Dataset entries
----------------

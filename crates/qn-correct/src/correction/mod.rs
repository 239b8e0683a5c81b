//! Correction steps and their ordered chains.
//!
//! Every step runs through the same three-state machine ([`StepState`]) and
//! reports through a typed [`StepOutcome`]. Steps are kept in a
//! [`CorrectionChain`] sorted by key; when a step reports
//! [`StepOutcome::NotApplied`] the rest of the chain is skipped for that event.

mod alignment;
mod gain_equalization;
mod recentering;
mod twist_rescale;

pub use alignment::{ALIGNMENT_KEY, ALIGNMENT_NAME, Alignment, AlignmentSettings};
pub use gain_equalization::{
    GAIN_EQUALIZATION_KEY, GAIN_EQUALIZATION_NAME, GainEqualization, GainEqualizationMethod,
    GainEqualizationSettings,
};
pub use recentering::{RECENTERING_KEY, RECENTERING_NAME, Recentering, RecenteringSettings};
pub use twist_rescale::{
    RESCALE_STAGE, TWIST_AND_RESCALE_KEY, TWIST_STAGE, TwistAndRescale, TwistAndRescaleSettings,
    TwistMethod,
};

use crate::calibration::CalibrationInput;
use crate::detector::{ChannelSetup, DataVector};
use crate::qvector::QnVector;
use qn_core::{
    DEFAULT_VALIDATION_THRESHOLD, Error, EventClassVariableSet, HarmonicSet,
    MEANINGLESS_THRESHOLD, Result,
};
use qn_hist::AccumulatorStorage;
use serde::{Deserialize, Serialize};
use std::collections::BTreeMap;

/// Phase of a correction step. Transitions only move forward.
#[derive(Debug, Clone, Copy, PartialEq, Eq, PartialOrd, Ord, Hash, Serialize, Deserialize)]
#[serde(rename_all = "snake_case")]
pub enum StepState {
    /// Only collecting calibration statistics.
    Calibrating,
    /// Applying attached calibration and collecting for the next period.
    ApplyAndCollect,
    /// Applying attached calibration only.
    Applying,
}

impl StepState {
    /// Whether the step fills its output accumulators in this state.
    pub fn collects(self) -> bool {
        matches!(self, StepState::Calibrating | StepState::ApplyAndCollect)
    }

    /// Whether the step transforms its input in this state.
    pub fn applies(self) -> bool {
        matches!(self, StepState::ApplyAndCollect | StepState::Applying)
    }

    /// State entered once calibration input is attached.
    pub(crate) fn attached(collect_while_applying: bool) -> Self {
        if collect_while_applying { StepState::ApplyAndCollect } else { StepState::Applying }
    }

    /// Move to `next` if it is later than the current state.
    pub(crate) fn advance(&mut self, next: StepState) -> bool {
        if next > *self {
            *self = next;
            true
        } else {
            false
        }
    }
}

/// Q-vector produced by a step under a stage name.
#[derive(Debug, Clone, PartialEq)]
pub struct Snapshot {
    /// Stage name (`"rec"`, `"twist"`, ...).
    pub stage: &'static str,
    /// Corrected Q-vector.
    pub qn: QnVector,
}

impl Snapshot {
    pub(crate) fn new(stage: &'static str, qn: QnVector) -> Self {
        Self { stage, qn }
    }
}

/// Result of running one step on one event.
#[derive(Debug, Clone, PartialEq)]
pub enum StepOutcome {
    /// Still calibrating: nothing downstream of this step runs for the event.
    NotApplied,
    /// Transform applied; Q-vector steps report their snapshots in order.
    Applied(Vec<Snapshot>),
}

impl StepOutcome {
    /// Whether the step applied its transform.
    pub fn is_applied(&self) -> bool {
        matches!(self, StepOutcome::Applied(_))
    }
}

/// Ordering token of a chain element.
pub trait Keyed {
    /// Key compared lexicographically to order the chain.
    fn key(&self) -> &str;
}

/// Steps sorted by key.
#[derive(Debug, Clone)]
pub struct CorrectionChain<S> {
    steps: Vec<S>,
}

impl<S> Default for CorrectionChain<S> {
    fn default() -> Self {
        Self { steps: Vec::new() }
    }
}

impl<S: Keyed> CorrectionChain<S> {
    /// Empty chain.
    pub fn new() -> Self {
        Self::default()
    }

    /// Insert `step` before the first step whose key sorts after it.
    /// A key already present is a structural error.
    pub fn insert(&mut self, step: S) -> Result<()> {
        if self.steps.iter().any(|s| s.key() == step.key()) {
            return Err(Error::Structural(format!(
                "correction step with key '{}' is already in the chain",
                step.key()
            )));
        }
        let at = self.steps.iter().position(|s| step.key() < s.key()).unwrap_or(self.steps.len());
        self.steps.insert(at, step);
        Ok(())
    }

    /// Steps in execution order.
    pub fn iter(&self) -> std::slice::Iter<'_, S> {
        self.steps.iter()
    }

    /// Mutable steps in execution order.
    pub fn iter_mut(&mut self) -> std::slice::IterMut<'_, S> {
        self.steps.iter_mut()
    }

    /// Step with `key`.
    pub fn get(&self, key: &str) -> Option<&S> {
        self.steps.iter().find(|s| s.key() == key)
    }

    /// Mutable step with `key`.
    pub fn get_mut(&mut self, key: &str) -> Option<&mut S> {
        self.steps.iter_mut().find(|s| s.key() == key)
    }

    /// Keys in execution order.
    pub fn keys(&self) -> impl Iterator<Item = &str> {
        self.steps.iter().map(|s| s.key())
    }

    /// Number of steps.
    pub fn len(&self) -> usize {
        self.steps.len()
    }

    /// Whether the chain is empty.
    pub fn is_empty(&self) -> bool {
        self.steps.is_empty()
    }
}

/// Per-bin count of skipped corrections.
#[derive(Debug, Clone, PartialEq, Eq, Default)]
pub struct SkipCounter {
    per_bin: Vec<u64>,
    unbinned: u64,
}

impl SkipCounter {
    /// Counter over `n_bins` bins.
    pub fn new(n_bins: usize) -> Self {
        Self { per_bin: vec![0; n_bins], unbinned: 0 }
    }

    /// Record a skip in `bin`.
    pub fn record(&mut self, bin: usize) {
        match self.per_bin.get_mut(bin) {
            Some(c) => *c += 1,
            None => self.unbinned += 1,
        }
    }

    /// Record an event that fell outside the event-class space.
    pub fn record_unbinned(&mut self) {
        self.unbinned += 1;
    }

    /// Skips per bin.
    pub fn per_bin(&self) -> &[u64] {
        &self.per_bin
    }

    /// Events without a bin.
    pub fn unbinned(&self) -> u64 {
        self.unbinned
    }

    /// Total skips in binned events.
    pub fn total(&self) -> u64 {
        self.per_bin.iter().sum()
    }
}

/// QA summary of one step.
#[derive(Debug, Clone, PartialEq, Serialize)]
pub struct StepQa {
    /// Owning detector configuration.
    pub configuration: String,
    /// Step name.
    pub step: String,
    /// Step key.
    pub key: String,
    /// State at report time.
    pub state: StepState,
    /// Skipped corrections summed over bins.
    pub skipped: u64,
    /// Events without an event-class bin.
    pub unbinned: u64,
    /// Skipped corrections per bin.
    pub skipped_per_bin: Vec<u64>,
}

impl StepQa {
    pub(crate) fn new(
        configuration: &str,
        step: &str,
        key: &str,
        state: StepState,
        qa: &SkipCounter,
    ) -> Self {
        Self {
            configuration: configuration.to_string(),
            step: step.to_string(),
            key: key.to_string(),
            state,
            skipped: qa.total(),
            unbinned: qa.unbinned(),
            skipped_per_bin: qa.per_bin().to_vec(),
        }
    }
}

/// What a step needs to know about the configuration that owns it.
#[derive(Debug, Clone, Copy)]
pub struct StepSetup<'a> {
    /// Owning configuration name, prefix of every accumulator name.
    pub configuration: &'a str,
    /// Event classes the calibration is binned in.
    pub event_classes: &'a EventClassVariableSet,
    /// Harmonics declared by the configuration.
    pub harmonics: HarmonicSet,
}

impl StepSetup<'_> {
    pub(crate) fn accumulator_name(&self, suffix: &str) -> String {
        format!("{}_{suffix}", self.configuration)
    }
}

/// Latest Q-vectors of every configuration, keyed by configuration name.
#[derive(Debug, Clone, Default, PartialEq)]
pub struct PeerQnVectors {
    vectors: BTreeMap<String, QnVector>,
}

impl PeerQnVectors {
    /// Empty map.
    pub fn new() -> Self {
        Self::default()
    }

    /// Set the Q-vector of `configuration`.
    pub fn insert(&mut self, configuration: impl Into<String>, qn: QnVector) {
        self.vectors.insert(configuration.into(), qn);
    }

    /// Q-vector of `configuration`.
    pub fn get(&self, configuration: &str) -> Option<&QnVector> {
        self.vectors.get(configuration)
    }
}

/// Per-event input of a Q-vector step.
#[derive(Debug, Clone, Copy)]
pub struct StepInput<'a> {
    /// Current event variables.
    pub variables: &'a [f64],
    /// Plain Q-vector of the owning configuration, carrying every built harmonic.
    pub plain: &'a QnVector,
    /// Other configurations as corrected before the current stage.
    pub peers: &'a PeerQnVectors,
}

pub(crate) fn default_validation_threshold() -> u64 {
    DEFAULT_VALIDATION_THRESHOLD
}

/// Finite and not above the meaningless-result threshold.
pub(crate) fn is_meaningful(factor: f64) -> bool {
    factor.is_finite() && factor.abs() <= MEANINGLESS_THRESHOLD
}

pub(crate) fn not_initialized(step: &str, configuration: &str) -> Error {
    Error::Structural(format!(
        "correction step '{step}' of configuration '{configuration}' used before initialization"
    ))
}

/// Settings of a Q-vector correction step, tagged by `type`.
#[derive(Debug, Clone, PartialEq, Serialize, Deserialize)]
#[serde(tag = "type", rename_all = "snake_case")]
pub enum QnCorrectionSettings {
    /// Recentering.
    Recentering(RecenteringSettings),
    /// Twist and rescale.
    TwistAndRescale(TwistAndRescaleSettings),
    /// Alignment to a reference configuration.
    Alignment(AlignmentSettings),
}

/// Settings of an input-data correction step, tagged by `type`.
#[derive(Debug, Clone, PartialEq, Serialize, Deserialize)]
#[serde(tag = "type", rename_all = "snake_case")]
pub enum InputCorrectionSettings {
    /// Gain equalization.
    GainEqualization(GainEqualizationSettings),
}

/// Q-vector correction step.
#[derive(Debug, Clone)]
pub enum QnCorrection {
    /// Recentering.
    Recentering(Recentering),
    /// Twist and rescale.
    TwistAndRescale(TwistAndRescale),
    /// Alignment.
    Alignment(Alignment),
}

impl QnCorrection {
    /// Build a step for the configuration described by `setup`.
    pub fn new(setup: &StepSetup<'_>, settings: QnCorrectionSettings) -> Result<Self> {
        Ok(match settings {
            QnCorrectionSettings::Recentering(s) => Self::Recentering(Recentering::new(setup, s)?),
            QnCorrectionSettings::TwistAndRescale(s) => {
                Self::TwistAndRescale(TwistAndRescale::new(setup, s)?)
            }
            QnCorrectionSettings::Alignment(s) => Self::Alignment(Alignment::new(setup, s)?),
        })
    }

    /// Step name.
    pub fn name(&self) -> &'static str {
        match self {
            Self::Recentering(s) => s.name(),
            Self::TwistAndRescale(s) => s.name(),
            Self::Alignment(s) => s.name(),
        }
    }

    /// Current state.
    pub fn state(&self) -> StepState {
        match self {
            Self::Recentering(s) => s.state(),
            Self::TwistAndRescale(s) => s.state(),
            Self::Alignment(s) => s.state(),
        }
    }

    /// Harmonics the plain Q-vector must carry beyond the declared ones.
    pub fn required_harmonics(&self) -> HarmonicSet {
        match self {
            Self::TwistAndRescale(s) => s.required_harmonics(),
            Self::Recentering(_) | Self::Alignment(_) => HarmonicSet::empty(),
        }
    }

    /// Other configurations read by the step, with the harmonics read from each.
    pub fn references(&self) -> Vec<(&str, HarmonicSet)> {
        match self {
            Self::Recentering(_) => Vec::new(),
            Self::TwistAndRescale(s) => s.references(),
            Self::Alignment(s) => s.references(),
        }
    }

    /// Try to attach calibration input; `Ok(false)` keeps the step calibrating.
    pub fn attach_input(&mut self, input: &CalibrationInput<'_>) -> Result<bool> {
        match self {
            Self::Recentering(s) => s.attach_input(input),
            Self::TwistAndRescale(s) => s.attach_input(input),
            Self::Alignment(s) => s.attach_input(input),
        }
    }

    /// Allocate output accumulators if the state collects.
    pub fn create_output(&mut self) -> Result<()> {
        match self {
            Self::Recentering(s) => s.create_output(),
            Self::TwistAndRescale(s) => s.create_output(),
            Self::Alignment(s) => s.create_output(),
        }
    }

    /// Run on the current Q-vector.
    pub fn process(&mut self, qn: &QnVector, input: &StepInput<'_>) -> Result<StepOutcome> {
        match self {
            Self::Recentering(s) => s.process(qn, input),
            Self::TwistAndRescale(s) => s.process(qn, input),
            Self::Alignment(s) => s.process(qn, input),
        }
    }

    /// Collected output accumulators.
    pub fn calibration_output(&self) -> Vec<AccumulatorStorage> {
        match self {
            Self::Recentering(s) => s.calibration_output(),
            Self::TwistAndRescale(s) => s.calibration_output(),
            Self::Alignment(s) => s.calibration_output(),
        }
    }

    /// Skip counters.
    pub fn qa(&self) -> &SkipCounter {
        match self {
            Self::Recentering(s) => s.qa(),
            Self::TwistAndRescale(s) => s.qa(),
            Self::Alignment(s) => s.qa(),
        }
    }
}

impl Keyed for QnCorrection {
    fn key(&self) -> &str {
        match self {
            Self::Recentering(_) => RECENTERING_KEY,
            Self::TwistAndRescale(_) => TWIST_AND_RESCALE_KEY,
            Self::Alignment(_) => ALIGNMENT_KEY,
        }
    }
}

/// Input-data correction step (channels configurations only).
#[derive(Debug, Clone)]
pub enum InputCorrection {
    /// Gain equalization.
    GainEqualization(GainEqualization),
}

impl InputCorrection {
    /// Build a step for a channels configuration.
    pub fn new(
        setup: &StepSetup<'_>,
        channels: &ChannelSetup,
        settings: InputCorrectionSettings,
    ) -> Result<Self> {
        Ok(match settings {
            InputCorrectionSettings::GainEqualization(s) => {
                Self::GainEqualization(GainEqualization::new(setup, channels, s)?)
            }
        })
    }

    /// Step name.
    pub fn name(&self) -> &'static str {
        match self {
            Self::GainEqualization(s) => s.name(),
        }
    }

    /// Current state.
    pub fn state(&self) -> StepState {
        match self {
            Self::GainEqualization(s) => s.state(),
        }
    }

    /// Try to attach calibration input; `Ok(false)` keeps the step calibrating.
    pub fn attach_input(&mut self, input: &CalibrationInput<'_>) -> Result<bool> {
        match self {
            Self::GainEqualization(s) => s.attach_input(input),
        }
    }

    /// Allocate output accumulators if the state collects.
    pub fn create_output(&mut self) -> Result<()> {
        match self {
            Self::GainEqualization(s) => s.create_output(),
        }
    }

    /// Run on the buffered data vectors of the event.
    pub fn process(&mut self, variables: &[f64], data: &mut [DataVector]) -> Result<StepOutcome> {
        match self {
            Self::GainEqualization(s) => s.process(variables, data),
        }
    }

    /// Collected output accumulators.
    pub fn calibration_output(&self) -> Vec<AccumulatorStorage> {
        match self {
            Self::GainEqualization(s) => s.calibration_output(),
        }
    }

    /// Skip counters.
    pub fn qa(&self) -> &SkipCounter {
        match self {
            Self::GainEqualization(s) => s.qa(),
        }
    }
}

impl Keyed for InputCorrection {
    fn key(&self) -> &str {
        match self {
            Self::GainEqualization(_) => GAIN_EQUALIZATION_KEY,
        }
    }
}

----------------

The lines needed are the ones from the first line of the entries through the line that contains "accumulators in this state.", given again without any change.

filename crates/qn-correct/src/correction/mod.rs
repository 239b8e0683a5c81b
//! Correction steps and their ordered chains.
//!
//! Every step runs through the same three-state machine ([`StepState`]) and
//! reports through a typed [`StepOutcome`]. Steps are kept in a
//! [`CorrectionChain`] sorted by key; when a step reports
//! [`StepOutcome::NotApplied`] the rest of the chain is skipped for that event.

mod alignment;
mod gain_equalization;
mod recentering;
mod twist_rescale;

pub use alignment::{ALIGNMENT_KEY, ALIGNMENT_NAME, Alignment, AlignmentSettings};
pub use gain_equalization::{
    GAIN_EQUALIZATION_KEY, GAIN_EQUALIZATION_NAME, GainEqualization, GainEqualizationMethod,
    GainEqualizationSettings,
};
pub use recentering::{RECENTERING_KEY, RECENTERING_NAME, Recentering, RecenteringSettings};
pub use twist_rescale::{
    RESCALE_STAGE, TWIST_AND_RESCALE_KEY, TWIST_STAGE, TwistAndRescale, TwistAndRescaleSettings,
    TwistMethod,
};

use crate::calibration::CalibrationInput;
use crate::detector::{ChannelSetup, DataVector};
use crate::qvector::QnVector;
use qn_core::{
    DEFAULT_VALIDATION_THRESHOLD, Error, EventClassVariableSet, HarmonicSet,
    MEANINGLESS_THRESHOLD, Result,
};
use qn_hist::AccumulatorStorage;
use serde::{Deserialize, Serialize};
use std::collections::BTreeMap;

/// Phase of a correction step. Transitions only move forward.
#[derive(Debug, Clone, Copy, PartialEq, Eq, PartialOrd, Ord, Hash, Serialize, Deserialize)]
#[serde(rename_all = "snake_case")]
pub enum StepState {
    /// Only collecting calibration statistics.
    Calibrating,
    /// Applying attached calibration and collecting for the next period.
    ApplyAndCollect,
    /// Applying attached calibration only.
    Applying,
}

impl StepState {
    /// Whether the step fills its output accumulators in this state.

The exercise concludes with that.